___ Data supplied ___

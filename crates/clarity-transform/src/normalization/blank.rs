//! Blank-marker detection.
//!
//! Upstream exports use a zoo of placeholders for "no value". All of them,
//! together with empty or whitespace-only text, float NaN and spreadsheet
//! error cells, collapse to [`CellValue::Empty`].

use clarity_model::CellValue;

/// Text placeholders treated as missing values (matched after trimming).
pub const NA_MARKERS: &[&str] = &[
    "#N/A", "#N/A N/A", "#NA", "-1.#IND", "-1.#QNAN", "-NaN", "-nan", "1.#IND", "1.#QNAN",
    "<NA>", "N/A", "NA", "NULL", "NaN", "None", "n/a", "nan", "null",
];

/// True when `text` is empty, whitespace-only or a known NA placeholder.
pub fn is_na_marker(text: &str) -> bool {
    let trimmed = text.trim();
    trimmed.is_empty() || NA_MARKERS.contains(&trimmed)
}

/// Replaces blank cells and NA placeholders with `Empty`; other values pass
/// through untouched.
pub fn nullify_blank(cell: &CellValue) -> CellValue {
    match cell {
        _ if cell.is_blank() => CellValue::Empty,
        CellValue::Text(text) if is_na_marker(text) => CellValue::Empty,
        other => other.clone(),
    }
}
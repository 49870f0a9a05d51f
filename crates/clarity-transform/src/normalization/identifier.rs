//! Subject identifier normalization.

use clarity_model::CellValue;

use super::blank::nullify_blank;

/// Canonical text form of a subject identifier.
///
/// Numeric coercion upstream turns `1023` into `1023.0`; the suffix is
/// removed and surrounding whitespace trimmed. Trimming happens first too,
/// so a padded `" 1023.0 "` still loses its suffix. Returns `None` for blank
/// identifiers.
pub fn normalize_subject_id(cell: &CellValue) -> Option<String> {
    let cell = nullify_blank(cell);
    if cell.is_blank() {
        return None;
    }
    let text = cell.to_text();
    let trimmed = text.trim();
    let stripped = trimmed.strip_suffix(".0").unwrap_or(trimmed).trim_end();
    (!stripped.is_empty()).then(|| stripped.to_string())
}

___

Scan the entries for lines holding the string "values", then copy every one of them.

/// Text placeholders treated as missing values (matched after trimming).
/// Replaces blank cells and NA placeholders with `Empty`; other values pass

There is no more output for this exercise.